A major global crash would require the simultaneous failure of bank liquidity coupled with the failure of several major Multinational Corporations.  Governments tend to back their big banks and prestige corporations so it is doubtful they will fall.  However, the price of supporting our profligate banks and dozy corporations is high for each of us. As in the 2008 recession it will be our wages that take a hit.

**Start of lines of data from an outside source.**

pub mod app;
pub mod category_handlers;
pub mod config;
pub mod item_handlers;
pub mod order_handlers;
pub mod product_handlers;
pub mod user_handlers;
pub mod validate;

pub use app::AppState;
use axum::{extract::State, Json};
use serde::{Deserialize, Serialize};
use sqlx::FromRow;
use tracing::warn;
use uuid::Uuid;

use common_auth::{AuthContext, TokenSubject};
use common_http_errors::{ApiError, ApiResult};

use crate::validate;
use crate::AppState;

#[derive(Deserialize)]
pub struct NewUser {
    pub name: String,
    pub email: String,
    pub password: String,
}

#[derive(Debug, Serialize, FromRow)]
pub struct User {
    pub id: Uuid,
    pub name: String,
    pub email: String,
}

pub async fn create_user(
    State(state): State<AppState>,
    Json(new_user): Json<NewUser>,
) -> ApiResult<Json<User>> {
    let NewUser {
        name,
        email,
        password,
    } = new_user;

    validate::NAME.check(&name)?;
    validate::email(&email)?;
    validate::PASSWORD.check(&password)?;

    let existing = sqlx::query_scalar::<_, Uuid>("SELECT id FROM users WHERE email = $1")
        .bind(&email)
        .fetch_optional(&state.db)
        .await
        .map_err(ApiError::internal)?;

    if existing.is_some() {
        return Err(ApiError::conflict(
            "email_taken",
            format!(
                "A user with email {email} is already registered. Please choose a different email."
            ),
        ));
    }

    let password_hash = hash_password(&password)?;

    let user = sqlx::query_as::<_, User>(
        "INSERT INTO users (id, name, email, password_hash)
         VALUES ($1, $2, $3, $4)
         RETURNING id, name, email",
    )
    .bind(Uuid::new_v4())
    .bind(name)
    .bind(email)
    .bind(password_hash)
    .fetch_one(&state.db)
    .await
    .map_err(|e| match &e {
        // Lost the race against a concurrent registration of the same email.
        sqlx::Error::Database(db) if db.is_unique_violation() => {
            ApiError::conflict("email_taken", "This email is already registered.")
        }
        _ => ApiError::internal(e),
    })?;

    Ok(Json(user))
}

#[derive(Deserialize)]
pub struct LoginRequest {
    pub email: String,
    pub password: String,
}

#[derive(Debug, Serialize)]
pub struct LoginResponse {
    pub id: Uuid,
    pub name: String,
    pub email: String,
    pub token: String,
    pub expires_in: i64,
}

#[derive(FromRow)]
struct CredentialRow {
    id: Uuid,
    name: String,
    email: String,
    password_hash: String,
}

pub async fn login_user(
    State(state): State<AppState>,
    Json(login): Json<LoginRequest>,
) -> ApiResult<Json<LoginResponse>> {
    let LoginRequest { email, password } = login;

    validate::email(&email)?;
    validate::PASSWORD.check(&password)?;

    let row = sqlx::query_as::<_, CredentialRow>(
        "SELECT id, name, email, password_hash FROM users WHERE email = $1",
    )
    .bind(&email)
    .fetch_optional(&state.db)
    .await
    .map_err(ApiError::internal)?;

    // Unknown email and wrong password fail identically so the response
    // does not leak which one it was.
    let Some(row) = row else {
        return Err(ApiError::unauthenticated());
    };

    let password_valid = bcrypt::verify(&password, &row.password_hash).unwrap_or(false);
    if !password_valid {
        warn!(user_id = %row.id, "rejected login with invalid password");
        return Err(ApiError::unauthenticated());
    }

    let subject = TokenSubject {
        user_id: row.id,
        username: row.name.clone(),
    };
    let issued = state.signer.issue(&subject).map_err(ApiError::internal)?;

    Ok(Json(LoginResponse {
        id: row.id,
        name: row.name,
        email: row.email,
        token: issued.token,
        expires_in: issued.expires_in,
    }))
}

/// Profile of the caller, resolved from the token subject.
pub async fn user_detail(
    State(state): State<AppState>,
    auth: AuthContext,
) -> ApiResult<Json<User>> {
    let user = sqlx::query_as::<_, User>("SELECT id, name, email FROM users WHERE id = $1")
        .bind(auth.claims.subject)
        .fetch_optional(&state.db)
        .await
        .map_err(ApiError::internal)?
        .ok_or_else(|| ApiError::not_found("user_not_found", "User not found."))?;

    Ok(Json(user))
}

fn hash_password(password: &str) -> Result<String, ApiError> {
    bcrypt::hash(password, bcrypt::DEFAULT_COST).map_err(ApiError::internal)
}
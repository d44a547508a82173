pub mod claims;
pub mod config;
pub mod error;
pub mod extractors;
pub mod signer;
pub mod verifier;

pub use claims::Claims;
pub use config::TokenConfig;
pub use error::{AuthError, AuthResult};
pub use extractors::AuthContext;
pub use signer::{IssuedToken, TokenSigner, TokenSubject};
pub use verifier::JwtVerifier;
/// Runtime configuration for token issuance and verification.
///
/// Built once at startup from the process environment and injected into
/// the signer and verifier; business code never reads ambient state.
#[derive(Debug, Clone)]
pub struct TokenConfig {
    /// Shared HMAC secret used for both signing and verification.
    pub secret: String,
    /// Lifetime of issued tokens in seconds.
    pub ttl_seconds: i64,
    /// Allowable clock skew in seconds when validating exp.
    pub leeway_seconds: u32,
}

impl TokenConfig {
    /// Construct config with sensible defaults (30 second leeway).
    pub fn new(secret: impl Into<String>, ttl_seconds: i64) -> Self {
        Self {
            secret: secret.into(),
            ttl_seconds,
            leeway_seconds: 30,
        }
    }

    /// Adjust the allowed leeway.
    pub fn with_leeway(mut self, seconds: u32) -> Self {
        self.leeway_seconds = seconds;
        self
    }
}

The UK is lucky because BA, Virgin, Tesco, HSBC are strong brands and so may return the cost of their support.  The EU is less fortunate because they will be propping up heavy industrials such as BMW that may lose value permanently.  The EU is also threatened by the weak fringe from Ireland southwards through the Mediterranean.  Whether the ECB can raise the cash to support half the EU is a moot point, especially given the poor state of the German economy.  As Eurozone members these fringe countries cannot take effective independent action and must be supported.

Germany GDP Growth
Perhaps the biggest problem is the Eurodollar market.  This is used for inter-bank lending and is outside the control of any central bank, it is "offshore" money.  How we got a financial system that is ultimately dependent on deals between banks with little possibility of intervention from nation states is a mystery but it has happened. When one bank lends eurodollars to another the lender checks to see if the recipient has collateral.  The recipient prints out details of all the eurodollar loans that it has made to other corporations and banks.  The acute reader may have spotted that there could be a problem: where is the REAL collateral?  Eurodollars are collateral for eurodollars.  It would only need banks to ask for less than 100% collateral for each loan for the system to race out of control.

What do traders say? A quote: "Now let me just mention that due to the high liquidity in the eurodollar market many of the transactions aren’t necessarily collateralized." The Eurodollar market between "gilt edged" banks can happen without adequate collateral.  Of course, once you have fooled a Bank into giving you a Eurodollar loan you can lend this to create Eurodollar collateral to get more loans.. This all seems to have happened leading up to 2008.  The basic problems of 2008 have not been resolved. 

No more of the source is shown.